Fuka-Eri stared at him vaguely, as though she could not grasp the meaning of his question.
“Have you ever actually seen them?” Tengo rephrased his question.
“Yes,” Fuka-Eri said.
“How many of the Little People did you see?”
“I don’t know. More than I could count on my fingers.”
“But not just one.”
“Their numbers can sometimes increase and sometimes decrease, but there is never just one.”
“The way you depicted them in Air Chrysalis.”
Fuka-Eri nodded.
Tengo took this opportunity to ask Fuka-Eri a question he had been wanting to ask her for some time. “Tell me,” he said, “how much of Air Chrysalis is real? How much of it really happened?”
“What does ‘real’ mean,” Fuka-Eri asked without a question mark.
Tengo had no answer for this, of course.
A great clap of thunder echoed through the sky. The windowpanes rattled. But still there was no lightning, no sound of rain. Teng
o recalled an old submarine movie. One depth charge after another would explode, jolting the ship, but everyone was locked inside the dark steel box, unable to see outside. For them, there was only the unbroken sound and the shaking of the sub.

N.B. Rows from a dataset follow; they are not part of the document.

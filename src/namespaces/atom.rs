//! Atom elements embedded in RSS and RDF under the `atom:` prefix, most
//! commonly `<atom:link rel="self"/>`.
//!
//! Legacy prefixes such as `a10:` are rewritten to `atom:` by normalization
//! before these extractors run.

use crate::feeds::atom::{
    generate_entry_fields, generate_feed_fields, parse_entry_fields, parse_feed_fields, Dialect,
    Entry, Feed,
};
use crate::tree::Node;

pub fn retrieve_feed(node: &Node) -> Option<Feed> {
    parse_feed_fields(node, Dialect::EMBEDDED, None)
}

pub fn retrieve_entry(node: &Node) -> Option<Entry> {
    parse_entry_fields(node, Dialect::EMBEDDED)
}

pub fn generate_feed(feed: &Feed) -> Option<Node> {
    generate_feed_fields(feed, Dialect::EMBEDDED)
}

pub fn generate_entry(entry: &Entry) -> Option<Node> {
    generate_entry_fields(entry, Dialect::EMBEDDED)
}
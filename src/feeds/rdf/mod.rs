//! RDF Site Summary (RSS 1.0 and RSS 0.90). Parse only.

use serde::{Deserialize, Serialize};

use crate::feeds::atom;
use crate::namespaces::{content, dc, slash, sy};

mod parse;

pub use parse::parse;

#[derive(Debug, Clone, Default, PartialEq, Serialize, Deserialize)]
pub struct Image {
    #[serde(skip_serializing_if = "Option::is_none")]
    pub title: Option<String>,
    #[serde(skip_serializing_if = "Option::is_none")]
    pub link: Option<String>,
    #[serde(skip_serializing_if = "Option::is_none")]
    pub url: Option<String>,
}

#[derive(Debug, Clone, Default, PartialEq, Serialize, Deserialize)]
pub struct TextInput {
    #[serde(skip_serializing_if = "Option::is_none")]
    pub title: Option<String>,
    #[serde(skip_serializing_if = "Option::is_none")]
    pub description: Option<String>,
    #[serde(skip_serializing_if = "Option::is_none")]
    pub name: Option<String>,
    #[serde(skip_serializing_if = "Option::is_none")]
    pub link: Option<String>,
}

#[derive(Debug, Clone, Default, PartialEq, Serialize, Deserialize)]
pub struct Item {
    #[serde(skip_serializing_if = "Option::is_none")]
    pub title: Option<String>,
    #[serde(skip_serializing_if = "Option::is_none")]
    pub link: Option<String>,
    #[serde(skip_serializing_if = "Option::is_none")]
    pub description: Option<String>,
    #[serde(skip_serializing_if = "Option::is_none")]
    pub content: Option<content::Item>,
    #[serde(skip_serializing_if = "Option::is_none")]
    pub atom: Option<atom::Entry>,
    #[serde(skip_serializing_if = "Option::is_none")]
    pub dc: Option<dc::ItemOrFeed>,
    #[serde(skip_serializing_if = "Option::is_none")]
    pub slash: Option<slash::Item>,
}

#[derive(Debug, Clone, Default, PartialEq, Serialize, Deserialize)]
#[serde(rename_all = "camelCase")]
pub struct Feed {
    #[serde(skip_serializing_if = "Option::is_none")]
    pub title: Option<String>,
    #[serde(skip_serializing_if = "Option::is_none")]
    pub link: Option<String>,
    #[serde(skip_serializing_if = "Option::is_none")]
    pub description: Option<String>,
    #[serde(skip_serializing_if = "Option::is_none")]
    pub image: Option<Image>,
    #[serde(skip_serializing_if = "Option::is_none")]
    pub items: Option<Vec<Item>>,
    #[serde(skip_serializing_if = "Option::is_none")]
    pub text_input: Option<TextInput>,
    #[serde(skip_serializing_if = "Option::is_none")]
    pub atom: Option<atom::Feed>,
    #[serde(skip_serializing_if = "Option::is_none")]
    pub dc: Option<dc::ItemOrFeed>,
    #[serde(skip_serializing_if = "Option::is_none")]
    pub sy: Option<sy::Feed>,
}
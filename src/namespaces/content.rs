//! `content:encoded`, the full HTML body of an RSS or RDF item.

use serde::{Deserialize, Serialize};

use crate::tree::Node;
use crate::util::{generate_cdata_string, parse_singular_of, parse_text_string, trim_object};

#[derive(Debug, Clone, Default, PartialEq, Serialize, Deserialize)]
pub struct Item {
    #[serde(skip_serializing_if = "Option::is_none")]
    pub encoded: Option<String>,
}

pub fn retrieve_item(node: &Node) -> Option<Item> {
    trim_object(Item {
        encoded: parse_singular_of(node.get("content:encoded"), parse_text_string),
    })
}

pub fn generate_item(item: &Item) -> Option<Node> {
    Node::new()
        .with("content:encoded", generate_cdata_string(item.encoded.as_deref()))
        .trimmed()
}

“Will you read me a book or tell me a story,” Fuka-Eri asked.
“Sure,” Tengo said, “but I can’t think of a good book for reading out loud. I don’t have the book here, but I can tell you a story called ‘Town of Cats,’ if you like.”
“ ‘Town of Cats.’ ”
“It’s the story of a town ruled by cats.”
“I want to hear it.”
“It might be a little too scary for a bedtime story, though.”
“That’s okay. I can sleep, whatever story you tell.”
Tengo brought a chair next to the bed, sat down, folded his hands in his lap, and started telling “Town of Cats,” with the thunder as background music. He had read the story twice on the express train and once again, aloud, to his father in the sanatorium, so he knew the plot pretty well. It was not such a complex or finely delineated story, nor had it been written in a terribly elegant style, so he felt little hesitation in altering it as he pleased, omitting the more tedious parts or adding episodes that occurred to him as he recited the story for Fuka-Eri.
The original story had not been very long, but telling it took a lot longer than he had imagined because Fuka-Eri would not hesitate to ask any questions that occurred to her. Tengo would interrupt the story each time and give her careful answers, explaining the details of the town or the cats’ behavior or the protagonist’s character. When they were things not described in the story (which was usually the case), Tengo would make them up, as he had with Air Chrysalis. Fuka-Eri seemed to be completely drawn in by “Town of Cats.” She no longer looked tired. She would close her eyes sometimes, imagining scenes of the town of cats. Then she would open her eyes and urge Tengo to go on with the story.
When he was through telling her the story, Fuka-Eri opened her eyes wide and stared at Tengo the way a cat widens its pupils to stare at something in the dark.
“Did you go to a town of cats,” Fuka-Eri asked Tengo, as if pressing him to reveal a truth.